Well not today! I quickly pushed the little red button and told them I ordered a drink with easy ice and it was FULL of ice. They apologized and told me they would fix my order. They did. They quickly came with a Route 44 sized drink (upgrade!) with only some ice and two poker-chip looking coins that entitle me to TWO free cherry limeades. How 'bout them apples? I was so proud for standing up for myself and was sure God was rewarding me doing so.
When the manager lady came to bring me my corrected order, I told her I didn't mean to be difficult. Her response: "Oh, no problem. We want what we want."
That seemed like a nice enough response - but it bothered me. I wasn't able to think quick enough to tell her, "It's not a matter of wanting what I want - it's a matter of receiving what I ordered." I'll have to put that one in my back pocket for another day.
I was so happy to go home, put my munchkin to bed and sit in the recliner sipping on my Diet Dr.

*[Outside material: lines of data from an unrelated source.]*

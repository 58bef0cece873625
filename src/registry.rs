//! Factory Registry - Static name → factory table.
//!
//! One registry value is built at startup and shared (by `Rc`) with every
//! bridge. After `build()` the table is immutable: lookups only, no runtime
//! registration, so the set of mountable components stays auditable.
//!
//! # Example
//!
//! ```ignore
//! use weld_ui::registry::{FactoryDescriptor, FactoryRegistry};
//! use weld_ui::toolkit::FnFactory;
//! use std::rc::Rc;
//!
//! let registry = Rc::new(
//!     FactoryRegistry::builder()
//!         .register(FactoryDescriptor::new("Button", || {
//!             Rc::new(FnFactory::new(|cfg| Ok(build_button(cfg))))
//!         }))
//!         .build(),
//! );
//!
//! assert_eq!(registry.available(), vec!["Button"]);
//! ```

use std::collections::HashMap;
use std::rc::Rc;

use crate::error::BridgeError;
use crate::toolkit::RawFactory;

// =============================================================================
// Descriptor
// =============================================================================

/// One logical component: a unique name plus a thunk yielding its raw
/// factory.
///
/// The thunk defers touching the toolkit until a mount actually needs the
/// factory, so registering a component stays side-effect free.
#[derive(Clone)]
pub struct FactoryDescriptor {
    name: String,
    resolve: Rc<dyn Fn() -> Rc<dyn RawFactory>>,
}

impl std::fmt::Debug for FactoryDescriptor {
    fn fmt(&self, f: &mut std::fmt::Formatter<'_>) -> std::fmt::Result {
        f.debug_struct("FactoryDescriptor")
            .field("name", &self.name)
            .finish_non_exhaustive()
    }
}

impl FactoryDescriptor {
    pub fn new(
        name: &str,
        resolve: impl Fn() -> Rc<dyn RawFactory> + 'static,
    ) -> Self {
        Self {
            name: name.to_string(),
            resolve: Rc::new(resolve),
        }
    }

    pub fn name(&self) -> &str {
        &self.name
    }

    /// Yield the raw factory. Lookup-free and side-effect free from the
    /// registry's point of view; cost is whatever the thunk does.
    pub fn resolve(&self) -> Rc<dyn RawFactory> {
        (self.resolve)()
    }
}

// =============================================================================
// Registry
// =============================================================================

/// Immutable name → descriptor table.
pub struct FactoryRegistry {
    entries: HashMap<String, FactoryDescriptor>,
}

/// Accumulates descriptors before the registry is frozen.
#[derive(Default)]
pub struct RegistryBuilder {
    entries: HashMap<String, FactoryDescriptor>,
}

impl RegistryBuilder {
    /// Add a descriptor. A duplicate name is a registration bug: the first
    /// entry wins and the duplicate is logged and dropped.
    pub fn register(mut self, descriptor: FactoryDescriptor) -> Self {
        let name = descriptor.name().to_string();
        if self.entries.contains_key(&name) {
            log::warn!("duplicate factory registration for \"{name}\"; keeping the first");
            return self;
        }
        self.entries.insert(name, descriptor);
        self
    }

    /// Freeze the table.
    pub fn build(self) -> FactoryRegistry {
        FactoryRegistry { entries: self.entries }
    }
}

impl FactoryRegistry {
    pub fn builder() -> RegistryBuilder {
        RegistryBuilder::default()
    }

    /// Look up a descriptor by logical name.
    ///
    /// A miss is an error, never a silent default component.
    pub fn resolve(&self, name: &str) -> Result<&FactoryDescriptor, BridgeError> {
        self.entries
            .get(name)
            .ok_or_else(|| BridgeError::FactoryNotFound { name: name.to_string() })
    }

    pub fn contains(&self, name: &str) -> bool {
        self.entries.contains_key(name)
    }

    pub fn len(&self) -> usize {
        self.entries.len()
    }

    pub fn is_empty(&self) -> bool {
        self.entries.is_empty()
    }

    /// Registered names, sorted, for introspection and tooling.
    pub fn available(&self) -> Vec<&str> {
        let mut names: Vec<&str> = self.entries.keys().map(String::as_str).collect();
        names.sort_unstable();
        names
    }
}

// =============================================================================
// Tests
// =============================================================================

#[cfg(test)]
mod tests {
    use super::*;
    use crate::node::Node;
    use crate::toolkit::FnFactory;

    fn descriptor(name: &str) -> FactoryDescriptor {
        FactoryDescriptor::new(name, || {
            Rc::new(FnFactory::new(|_| Ok(Node::element("button"))))
        })
    }

    #[test]
    fn test_resolve_known_name() {
        let registry = FactoryRegistry::builder()
            .register(descriptor("Button"))
            .build();

        let found = registry.resolve("Button").unwrap();
        assert_eq!(found.name(), "Button");
        assert!(found.resolve().callable().is_some());
    }

    #[test]
    fn test_resolve_unknown_name() {
        let registry = FactoryRegistry::builder().build();
        let err = registry.resolve("DoesNotExist").unwrap_err();
        assert!(matches!(err, BridgeError::FactoryNotFound { ref name } if name == "DoesNotExist"));
    }

    #[test]
    fn test_available_is_sorted() {
        let registry = FactoryRegistry::builder()
            .register(descriptor("Card"))
            .register(descriptor("ActionBar"))
            .register(descriptor("Button"))
            .build();

        assert_eq!(registry.available(), vec!["ActionBar", "Button", "Card"]);
        assert_eq!(registry.len(), 3);
        assert!(registry.contains("Card"));
        assert!(!registry.contains("card"));
    }

    #[test]
    fn test_duplicate_registration_keeps_first() {
        let registry = FactoryRegistry::builder()
            .register(FactoryDescriptor::new("Button", || {
                Rc::new(FnFactory::new(|_| Ok(Node::element("first"))))
            }))
            .register(FactoryDescriptor::new("Button", || {
                Rc::new(FnFactory::new(|_| Ok(Node::element("second"))))
            }))
            .build();

        assert_eq!(registry.len(), 1);
        let raw = registry.resolve("Button").unwrap().resolve();
        let node = raw.callable().unwrap()(&crate::types::empty_config()).unwrap();
        assert_eq!(node.tag().as_deref(), Some("first"));
    }
}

Pepper - which now stood for something much more than a small treat for myself. It was a life lesson in a cup, after all.
That would have been a great end to the story. But, alas, it wasn't. I put my huge cup of satisfaction on the kitchen table and as I was depositing some bags next to my beloved DDP - one of them swept that beautiful drink off the table and upside down onto the chair. In slow motion, the cup tipped over on it's side emptying about 39 of the 44 ounces from one end of my kitchen floor to the other. I gasped, most likely in a dramatic fashion because upon hearing me - Gianna burst into tears (no nap) and cried for a good five minutes because she was so sad I would be so thirsty.
The time I thought I'd be spending having a relaxing moment - was then spent soaking the nectar of the gods onto big white towels, steaming my floors (for the 2nd time today) and putting on yet another load of laundry.
Yeah.....that's about right. Welcome to my life in a nutshell.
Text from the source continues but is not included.